I was working in a sewing shop that offered basic to advanced sewing workshops for adults and after-school programs for children ages eight to thirteen when I realized I loved teaching. I also assisted with craft-related birthday party celebrations for children as young as five. The teaching process felt natural to me. But the thought of going back to school at nearly forty years old was daunting. I couldn’t fathom taking a four-year bachelor’s degree and two years of teacher’s college at that point. It just wasn’t going to happen, both practically and financially, so I took an online course in early childhood education while I worked part-time at the sewing shop.

It was the end of 2019 by the time I completed my program. Covid was lurking on the sidelines, and I was about to enter an evolving industry high in demand yet falling apart at the seams. Like anyone starting a new career, I had big plans, which included opening a preschool equipped with my very own philosophy and curriculum. Let’s just say, things haven’t worked out as planned. More on this later.

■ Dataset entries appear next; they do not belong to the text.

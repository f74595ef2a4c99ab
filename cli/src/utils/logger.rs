use tracing::{debug, error, info, warn};
use tracing_subscriber::{
    fmt::{self, time::ChronoUtc},
    layer::SubscriberExt,
    util::SubscriberInitExt,
    EnvFilter,
};

/// Initialize logging with different levels
pub fn init_logger() -> anyhow::Result<()> {
    let timer = ChronoUtc::rfc_3339();

    let format_layer = fmt::layer()
        .with_target(true)
        .with_thread_ids(false)
        .with_thread_names(false)
        .with_timer(timer)
        .compact();

    let env_filter = EnvFilter::try_from_default_env()
        .unwrap_or_else(|_| EnvFilter::new("industry_strength=info"));

    tracing_subscriber::registry()
        .with(env_filter)
        .with(format_layer)
        .try_init()?;

    Ok(())
}

/// Logger struct for contextual logging
#[derive(Debug, Clone)]
pub struct Logger {
    context: String,
}

impl Logger {
    pub fn new(context: &str) -> Self {
        Self {
            context: context.to_string(),
        }
    }

    pub fn info(&self, message: &str) {
        info!("{}: {}", self.context, message);
    }

    pub fn warn(&self, message: &str) {
        warn!("{}: {}", self.context, message);
    }

    pub fn warn_with_error(&self, message: &str, error: &dyn std::error::Error) {
        warn!("{}: {}: {}", self.context, message, error);
    }

    pub fn error(&self, message: &str) {
        error!("{}: {}", self.context, message);
    }

    pub fn debug(&self, message: &str) {
        debug!("{}: {}", self.context, message);
    }
}

/// Performance timing helper
pub struct Timer {
    start: std::time::Instant,
    name: String,
}

impl Timer {
    pub fn start(name: &str) -> Self {
        Self {
            start: std::time::Instant::now(),
            name: name.to_string(),
        }
    }

    pub fn elapsed_ms(&self) -> f64 {
        self.start.elapsed().as_secs_f64() * 1000.0
    }

    pub fn log_elapsed(&self, context: &str) {
        info!("{}: {} completed in {:.1}ms", context, self.name, self.elapsed_ms());
    }
}

/// Format duration for logging
pub fn format_duration(duration_ms: f64) -> String {
    if duration_ms < 1000.0 {
        format!("{:.1}ms", duration_ms)
    } else if duration_ms < 60000.0 {
        format!("{:.1}s", duration_ms / 1000.0)
    } else {
        let minutes = (duration_ms / 60000.0).floor();
        let seconds = (duration_ms % 60000.0) / 1000.0;
        format!("{}m{:.1}s", minutes, seconds)
    }
}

Despite my enthusiasm for spending my days with children under five, daycare is a foreign world to my experience growing up. I was raised by a stay-at-home mom. I began attending school when I was five. I had an idyllic childhood where I was free to roam my neighborhood and spend most of my time exploring outdoors. Although my mom had rules, I did not have a structured day other than bedtime and mealtimes. In fact, I rarely ventured outside of my cul-de-sac neighborhood full of stay-at-home kids. Spending my time in a vehicle meant a short trip to the grocery store once per week or less or a family summer trip to see my grandparents, unlike the average child today who is in a family vehicle multiple times per day. My school was also right behind my family home, so my sister walked me to school until I was old enough to do so myself. That was also the 1980s and the only kids I knew in daycare were the handful of children that had moms that worked full-time.

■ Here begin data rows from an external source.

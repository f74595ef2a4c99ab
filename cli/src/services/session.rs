use reqwest::{
    cookie::{CookieStore, Jar},
    header::{
        HeaderMap, HeaderValue, ACCEPT, ACCEPT_LANGUAGE, CACHE_CONTROL, CONNECTION, HOST, PRAGMA,
        REFERER, USER_AGENT,
    },
    Client, Url,
};
use std::sync::Arc;

use crate::error::{Result, StrengthError};
use crate::utils::Logger;

pub const DEFAULT_BASE_URL: &str = "https://www.nseindia.com";

/// Cookie that marks an established provider session
pub const SESSION_COOKIE: &str = "nseappid";

const LANDING_PAGE: &str = "/get-quotes/equity";
const REFERER_PAGE: &str = "/get-quotes/equity?symbol=TATASTEEL";
const BROWSER_USER_AGENT: &str = "Mozilla/5.0 (Windows NT 10.0; Win64; x64) AppleWebKit/537.36 (KHTML, like Gecko) Chrome/80.0.3987.132 Safari/537.36";

/// Cookie-bearing HTTP session against the market-data provider
///
/// Created once per run and passed by reference to every stage that talks
/// to the provider. The landing page is only loaded while the session
/// cookie is missing from the jar.
pub struct NseSession {
    client: Client,
    jar: Arc<Jar>,
    base_url: Url,
    logger: Logger,
}

impl NseSession {
    pub fn new() -> Result<Self> {
        Self::with_base_url(DEFAULT_BASE_URL)
    }

    pub fn with_base_url(base_url: &str) -> Result<Self> {
        let base_url = Url::parse(base_url)
            .map_err(|e| StrengthError::InvalidInput(format!("base url '{}': {}", base_url, e)))?;
        let jar = Arc::new(Jar::default());

        let client = Client::builder()
            .cookie_provider(jar.clone())
            .default_headers(Self::browser_headers(&base_url)?)
            .build()?;

        Ok(Self {
            client,
            jar,
            base_url,
            logger: Logger::new("NSE_SESSION"),
        })
    }

    /// Header set of a desktop browser issuing an XHR from the quote page.
    /// `Accept-Encoding` is left to the client so responses are decompressed.
    fn browser_headers(base_url: &Url) -> Result<HeaderMap> {
        let host = match (base_url.host_str(), base_url.port()) {
            (Some(host), Some(port)) => format!("{}:{}", host, port),
            (Some(host), None) => host.to_string(),
            _ => return Err(StrengthError::InvalidInput(format!("base url '{}' has no host", base_url))),
        };
        let referer = format!("{}{}", base_url.as_str().trim_end_matches('/'), REFERER_PAGE);

        let header = |value: &str| {
            HeaderValue::from_str(value)
                .map_err(|e| StrengthError::InvalidInput(format!("header value '{}': {}", value, e)))
        };

        let mut headers = HeaderMap::new();
        headers.insert(HOST, header(&host)?);
        headers.insert(REFERER, header(&referer)?);
        headers.insert("x-requested-with", HeaderValue::from_static("XMLHttpRequest"));
        headers.insert(PRAGMA, HeaderValue::from_static("no-cache"));
        headers.insert("sec-fetch-dest", HeaderValue::from_static("empty"));
        headers.insert("sec-fetch-mode", HeaderValue::from_static("cors"));
        headers.insert("sec-fetch-site", HeaderValue::from_static("same-origin"));
        headers.insert(USER_AGENT, HeaderValue::from_static(BROWSER_USER_AGENT));
        headers.insert(ACCEPT, HeaderValue::from_static("*/*"));
        headers.insert(ACCEPT_LANGUAGE, HeaderValue::from_static("en-GB,en-US;q=0.9,en;q=0.8"));
        headers.insert(CACHE_CONTROL, HeaderValue::from_static("no-cache"));
        headers.insert(CONNECTION, HeaderValue::from_static("keep-alive"));
        Ok(headers)
    }

    pub fn client(&self) -> &Client {
        &self.client
    }

    pub fn base_url(&self) -> &Url {
        &self.base_url
    }

    /// Resolve a provider path against the base URL
    pub fn endpoint(&self, path: &str) -> Result<Url> {
        self.base_url
            .join(path)
            .map_err(|e| StrengthError::InvalidInput(format!("endpoint '{}': {}", path, e)))
    }

    /// Whether the jar holds the provider's session cookie
    pub fn has_session(&self) -> bool {
        self.jar
            .cookies(&self.base_url)
            .and_then(|value| value.to_str().map(str::to_owned).ok())
            .map(|cookies| {
                cookies
                    .split(';')
                    .any(|pair| pair.trim().split('=').next() == Some(SESSION_COOKIE))
            })
            .unwrap_or(false)
    }

    /// Load the landing page when no session cookie is present.
    /// Transport errors propagate; the landing response status is not checked.
    pub async fn ensure_session(&self) -> Result<()> {
        if self.has_session() {
            return Ok(());
        }

        let url = self.endpoint(LANDING_PAGE)?;
        self.logger.debug(&format!("Bootstrapping session via {}", url));
        let response = self.client.get(url).send().await?;
        self.logger.info(&format!(
            "Session bootstrap responded {} (cookie present: {})",
            response.status(),
            self.has_session()
        ));
        Ok(())
    }
}

#[cfg(test)]
mod tests {
    use super::*;

    #[test]
    fn test_session_creation() {
        let session = NseSession::new().unwrap();
        assert!(!session.has_session());
        assert_eq!(
            session.endpoint("/api/historical/cm/equity").unwrap().as_str(),
            "https://www.nseindia.com/api/historical/cm/equity"
        );
    }

    #[test]
    fn test_browser_headers() {
        let url = Url::parse("http://127.0.0.1:8080").unwrap();
        let headers = NseSession::browser_headers(&url).unwrap();
        assert_eq!(headers["host"], "127.0.0.1:8080");
        assert_eq!(
            headers["referer"],
            "http://127.0.0.1:8080/get-quotes/equity?symbol=TATASTEEL"
        );
        assert_eq!(headers["x-requested-with"], "XMLHttpRequest");
        assert!(headers.get("accept-encoding").is_none());
    }

    #[test]
    fn test_rejects_bad_base_url() {
        assert!(matches!(
            NseSession::with_base_url("not a url"),
            Err(StrengthError::InvalidInput(_))
        ));
    }

    #[test]
    fn test_has_session_reads_jar() {
        let session = NseSession::new().unwrap();
        session.jar.add_cookie_str(
            "nseappid=abc123; Path=/",
            &Url::parse(DEFAULT_BASE_URL).unwrap(),
        );
        assert!(session.has_session());
    }
}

Today’s world is different. The vast majority of households have two full-time working parents, many not by choice. The rising cost of living and societal demands and expectations are forcing parents to opt their children into daycare with many parents placing their child’s name on a center waitlist before they are even born, something only high society New Yorkers used to do a couple of decades ago. The pressure for both parents to be at a job from 8 am to 5 pm is increasing as inflation rears its ugly head and children are suffering. We pretend this is normal, but it is anything but. The truth is, other people are raising your children. We have essentially created a nanny state for our children. Although I believe in the pure idea of It Takes A Village, gone are the days when children were raised in small towns mainly by their parents and sometimes under the watchful eye of neighbors, friends, and extended family. We are now entrusting our children to strangers who at times do not share our values for the entire work week. As a consequence, we are forcing our children into stressful environments that lack adequate support systems.

Here is why, in my educated opinion, and experience, the childcare industry is failing and what we can do about it:

Children under five do not belong in a structured program for more than a few hours per day. Preschool children have short attention spans. Their brains are not equipped to handle loads of information and stimulation for extended periods. This is affecting how they behave and how they learn.

We have created a generation of children who are labeled with all kinds of disorders. Some are valid diagnoses, but many are a result of inadequate childcare. The average preschool child lasts about five hours at daycare before they begin to emotionally deregulate, meaning it’s time to go home. That’s the overload point for most and for some children, it’s four hours.

Parents need to reevaluate the importance and necessity of full-time work schedules before a child is kindergarten age. This planning should be ideally incorporated into a child-rearing plan before a baby is born. I understand that everyone is in a different situation and single parents often have no choice, but perhaps there are alternatives such as having a family member take your child one day per week or more if that is an option, so they are not in a center all week. Other alternatives are to seek out community supports to supplement a 40-hour work week or work from home if it’s feasible. The reality is children under five need to be with their parents as much as possible. Find a way to make that happen!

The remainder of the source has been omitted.